▸ Records for this task:
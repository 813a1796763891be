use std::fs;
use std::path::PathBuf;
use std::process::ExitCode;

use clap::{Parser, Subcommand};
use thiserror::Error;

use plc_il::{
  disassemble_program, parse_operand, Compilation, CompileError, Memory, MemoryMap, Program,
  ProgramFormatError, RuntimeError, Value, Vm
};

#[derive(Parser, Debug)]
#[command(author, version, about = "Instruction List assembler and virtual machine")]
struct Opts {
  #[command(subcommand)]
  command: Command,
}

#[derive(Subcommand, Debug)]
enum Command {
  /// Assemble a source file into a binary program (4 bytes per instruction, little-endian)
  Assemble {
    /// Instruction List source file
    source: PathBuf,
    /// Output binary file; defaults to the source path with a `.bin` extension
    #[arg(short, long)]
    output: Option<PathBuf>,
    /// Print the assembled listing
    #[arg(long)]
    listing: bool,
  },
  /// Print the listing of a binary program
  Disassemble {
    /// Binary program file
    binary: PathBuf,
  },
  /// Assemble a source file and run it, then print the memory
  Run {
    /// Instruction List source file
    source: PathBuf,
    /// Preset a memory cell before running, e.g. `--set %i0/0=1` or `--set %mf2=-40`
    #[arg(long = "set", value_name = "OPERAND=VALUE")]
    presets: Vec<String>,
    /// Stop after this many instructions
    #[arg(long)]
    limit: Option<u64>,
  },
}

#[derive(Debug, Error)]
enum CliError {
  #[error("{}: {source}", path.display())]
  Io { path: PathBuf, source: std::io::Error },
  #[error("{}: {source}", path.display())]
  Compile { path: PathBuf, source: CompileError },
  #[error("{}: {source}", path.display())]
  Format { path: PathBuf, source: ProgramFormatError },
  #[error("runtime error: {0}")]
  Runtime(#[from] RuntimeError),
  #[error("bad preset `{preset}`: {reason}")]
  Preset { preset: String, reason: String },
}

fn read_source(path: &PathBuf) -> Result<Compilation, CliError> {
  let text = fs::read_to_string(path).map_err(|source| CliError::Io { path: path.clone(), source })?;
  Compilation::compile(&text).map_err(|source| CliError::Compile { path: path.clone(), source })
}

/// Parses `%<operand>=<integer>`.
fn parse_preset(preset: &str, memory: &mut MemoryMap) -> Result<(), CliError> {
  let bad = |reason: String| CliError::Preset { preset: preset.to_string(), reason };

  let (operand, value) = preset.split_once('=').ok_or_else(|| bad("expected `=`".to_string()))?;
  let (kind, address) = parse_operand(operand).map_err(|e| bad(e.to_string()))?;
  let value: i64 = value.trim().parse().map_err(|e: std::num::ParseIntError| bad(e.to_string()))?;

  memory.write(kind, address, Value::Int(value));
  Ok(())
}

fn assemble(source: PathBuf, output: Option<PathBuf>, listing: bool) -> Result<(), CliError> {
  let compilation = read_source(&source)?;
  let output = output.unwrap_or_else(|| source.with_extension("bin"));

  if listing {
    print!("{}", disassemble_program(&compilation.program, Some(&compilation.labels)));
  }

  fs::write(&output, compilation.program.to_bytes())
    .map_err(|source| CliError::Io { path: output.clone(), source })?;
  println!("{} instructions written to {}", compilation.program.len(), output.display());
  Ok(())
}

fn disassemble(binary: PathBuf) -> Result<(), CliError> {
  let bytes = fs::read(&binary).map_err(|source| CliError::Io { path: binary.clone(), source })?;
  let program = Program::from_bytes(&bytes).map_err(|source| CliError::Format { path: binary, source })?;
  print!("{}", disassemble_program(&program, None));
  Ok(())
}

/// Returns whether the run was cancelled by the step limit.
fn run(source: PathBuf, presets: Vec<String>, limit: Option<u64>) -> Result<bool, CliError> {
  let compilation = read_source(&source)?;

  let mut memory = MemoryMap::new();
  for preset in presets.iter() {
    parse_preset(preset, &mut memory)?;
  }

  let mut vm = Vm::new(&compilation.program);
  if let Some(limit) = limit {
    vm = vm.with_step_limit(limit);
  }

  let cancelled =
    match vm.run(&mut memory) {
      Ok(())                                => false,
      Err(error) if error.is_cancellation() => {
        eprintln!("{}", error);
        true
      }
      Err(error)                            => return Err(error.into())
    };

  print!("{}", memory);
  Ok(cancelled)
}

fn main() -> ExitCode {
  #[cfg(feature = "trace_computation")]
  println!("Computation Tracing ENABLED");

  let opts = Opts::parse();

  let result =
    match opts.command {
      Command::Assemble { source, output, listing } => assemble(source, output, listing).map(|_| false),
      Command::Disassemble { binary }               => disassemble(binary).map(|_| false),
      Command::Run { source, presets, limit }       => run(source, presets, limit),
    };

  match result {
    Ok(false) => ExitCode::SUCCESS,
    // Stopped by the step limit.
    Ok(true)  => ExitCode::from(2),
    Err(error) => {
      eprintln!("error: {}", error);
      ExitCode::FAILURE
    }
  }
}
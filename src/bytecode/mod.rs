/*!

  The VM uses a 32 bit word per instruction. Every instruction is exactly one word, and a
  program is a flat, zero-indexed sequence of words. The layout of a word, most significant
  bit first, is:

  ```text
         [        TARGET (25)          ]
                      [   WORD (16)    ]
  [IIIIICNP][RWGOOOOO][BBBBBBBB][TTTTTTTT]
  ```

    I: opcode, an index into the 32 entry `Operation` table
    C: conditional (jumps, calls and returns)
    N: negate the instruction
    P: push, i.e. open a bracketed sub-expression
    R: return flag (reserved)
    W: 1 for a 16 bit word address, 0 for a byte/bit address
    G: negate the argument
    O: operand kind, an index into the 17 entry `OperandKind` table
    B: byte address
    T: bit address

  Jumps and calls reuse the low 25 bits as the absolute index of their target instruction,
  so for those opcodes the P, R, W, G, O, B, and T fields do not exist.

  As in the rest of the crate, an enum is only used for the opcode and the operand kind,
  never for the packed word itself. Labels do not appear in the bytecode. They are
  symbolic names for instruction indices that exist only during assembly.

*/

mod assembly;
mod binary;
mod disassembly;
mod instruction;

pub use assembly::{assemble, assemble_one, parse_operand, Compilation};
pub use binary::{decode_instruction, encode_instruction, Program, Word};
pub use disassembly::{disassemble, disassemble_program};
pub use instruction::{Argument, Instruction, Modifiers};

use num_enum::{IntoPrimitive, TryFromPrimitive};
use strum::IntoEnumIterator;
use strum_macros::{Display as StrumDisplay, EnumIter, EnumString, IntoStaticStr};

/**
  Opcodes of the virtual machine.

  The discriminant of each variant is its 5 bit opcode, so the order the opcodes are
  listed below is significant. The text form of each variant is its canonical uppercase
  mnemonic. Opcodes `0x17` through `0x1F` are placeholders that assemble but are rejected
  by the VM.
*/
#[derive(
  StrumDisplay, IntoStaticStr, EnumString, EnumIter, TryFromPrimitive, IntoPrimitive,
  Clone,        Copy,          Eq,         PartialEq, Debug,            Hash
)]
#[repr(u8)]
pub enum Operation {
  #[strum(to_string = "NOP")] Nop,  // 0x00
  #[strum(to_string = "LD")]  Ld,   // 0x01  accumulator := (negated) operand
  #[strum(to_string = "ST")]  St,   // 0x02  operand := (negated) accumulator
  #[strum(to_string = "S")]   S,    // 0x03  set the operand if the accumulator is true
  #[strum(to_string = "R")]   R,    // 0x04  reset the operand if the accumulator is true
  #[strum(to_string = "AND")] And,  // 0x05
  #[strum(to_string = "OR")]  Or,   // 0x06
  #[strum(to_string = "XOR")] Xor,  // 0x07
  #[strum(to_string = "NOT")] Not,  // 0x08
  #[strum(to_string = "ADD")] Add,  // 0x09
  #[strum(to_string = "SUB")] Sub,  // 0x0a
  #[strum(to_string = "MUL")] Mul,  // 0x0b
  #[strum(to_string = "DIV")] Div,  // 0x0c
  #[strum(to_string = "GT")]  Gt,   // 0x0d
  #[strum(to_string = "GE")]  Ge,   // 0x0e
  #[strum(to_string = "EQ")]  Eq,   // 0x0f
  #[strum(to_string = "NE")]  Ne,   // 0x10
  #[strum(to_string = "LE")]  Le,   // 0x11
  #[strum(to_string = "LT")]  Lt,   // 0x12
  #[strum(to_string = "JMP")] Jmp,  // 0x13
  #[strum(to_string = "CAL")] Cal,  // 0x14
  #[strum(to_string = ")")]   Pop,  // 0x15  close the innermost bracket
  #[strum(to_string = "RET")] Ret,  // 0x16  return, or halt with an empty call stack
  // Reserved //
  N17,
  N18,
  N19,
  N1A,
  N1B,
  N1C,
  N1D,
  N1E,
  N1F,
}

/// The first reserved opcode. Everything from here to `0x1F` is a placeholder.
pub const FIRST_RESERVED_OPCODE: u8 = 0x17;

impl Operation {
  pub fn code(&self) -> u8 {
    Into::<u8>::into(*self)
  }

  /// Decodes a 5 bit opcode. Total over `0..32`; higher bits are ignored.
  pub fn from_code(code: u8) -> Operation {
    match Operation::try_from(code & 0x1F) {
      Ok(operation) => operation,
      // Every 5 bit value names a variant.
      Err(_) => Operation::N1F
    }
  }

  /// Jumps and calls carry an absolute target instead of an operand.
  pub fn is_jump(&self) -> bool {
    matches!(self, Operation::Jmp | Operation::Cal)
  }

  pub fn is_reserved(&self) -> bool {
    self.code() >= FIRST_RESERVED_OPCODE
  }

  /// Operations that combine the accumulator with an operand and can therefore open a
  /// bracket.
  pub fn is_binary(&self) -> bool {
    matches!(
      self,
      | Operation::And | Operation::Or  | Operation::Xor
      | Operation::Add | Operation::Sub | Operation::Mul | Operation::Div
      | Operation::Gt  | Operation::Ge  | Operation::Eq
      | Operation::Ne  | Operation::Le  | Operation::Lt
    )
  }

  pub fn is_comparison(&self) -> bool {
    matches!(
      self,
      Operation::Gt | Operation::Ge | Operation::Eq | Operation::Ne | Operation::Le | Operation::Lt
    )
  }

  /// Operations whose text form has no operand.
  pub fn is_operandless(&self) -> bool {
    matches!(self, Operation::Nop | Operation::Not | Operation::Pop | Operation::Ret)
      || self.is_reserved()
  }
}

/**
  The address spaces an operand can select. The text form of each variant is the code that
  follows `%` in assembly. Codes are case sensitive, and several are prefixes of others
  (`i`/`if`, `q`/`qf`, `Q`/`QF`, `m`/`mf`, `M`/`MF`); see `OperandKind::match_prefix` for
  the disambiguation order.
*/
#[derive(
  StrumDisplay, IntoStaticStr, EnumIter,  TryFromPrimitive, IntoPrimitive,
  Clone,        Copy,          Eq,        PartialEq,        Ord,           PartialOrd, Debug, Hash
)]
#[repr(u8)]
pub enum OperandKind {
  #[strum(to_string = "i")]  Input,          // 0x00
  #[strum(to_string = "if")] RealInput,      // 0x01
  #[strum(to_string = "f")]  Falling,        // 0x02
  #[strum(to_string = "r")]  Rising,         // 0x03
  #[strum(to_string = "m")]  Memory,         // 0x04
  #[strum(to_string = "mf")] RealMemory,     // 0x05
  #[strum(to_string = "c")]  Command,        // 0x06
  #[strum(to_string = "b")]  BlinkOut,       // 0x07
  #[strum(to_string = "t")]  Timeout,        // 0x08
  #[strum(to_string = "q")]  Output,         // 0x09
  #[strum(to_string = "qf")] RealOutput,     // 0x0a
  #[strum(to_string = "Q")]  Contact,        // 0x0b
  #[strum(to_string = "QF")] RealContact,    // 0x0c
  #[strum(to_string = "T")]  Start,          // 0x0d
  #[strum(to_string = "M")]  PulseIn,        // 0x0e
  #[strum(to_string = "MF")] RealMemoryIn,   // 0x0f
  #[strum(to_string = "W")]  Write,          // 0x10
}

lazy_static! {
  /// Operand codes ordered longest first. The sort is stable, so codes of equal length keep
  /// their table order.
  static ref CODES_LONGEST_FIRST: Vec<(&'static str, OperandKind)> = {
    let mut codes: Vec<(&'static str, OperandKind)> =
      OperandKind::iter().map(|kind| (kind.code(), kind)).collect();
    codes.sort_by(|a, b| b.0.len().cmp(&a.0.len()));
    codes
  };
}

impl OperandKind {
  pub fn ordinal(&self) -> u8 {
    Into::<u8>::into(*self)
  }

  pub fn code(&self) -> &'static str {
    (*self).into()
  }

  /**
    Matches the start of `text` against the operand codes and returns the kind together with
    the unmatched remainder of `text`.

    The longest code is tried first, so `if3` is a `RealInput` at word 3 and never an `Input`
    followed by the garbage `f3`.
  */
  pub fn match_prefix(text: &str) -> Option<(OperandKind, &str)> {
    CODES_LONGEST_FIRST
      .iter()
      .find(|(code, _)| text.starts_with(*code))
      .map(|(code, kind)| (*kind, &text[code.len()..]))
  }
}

▸ What you need to do: Your answer should consist of each line above in which "never" appears.

▸ Reply to the task:
  never for the packed word itself. Labels do not appear in the bytecode. They are
    The longest code is tried first, so `if3` is a `RealInput` at word 3 and never an `Input`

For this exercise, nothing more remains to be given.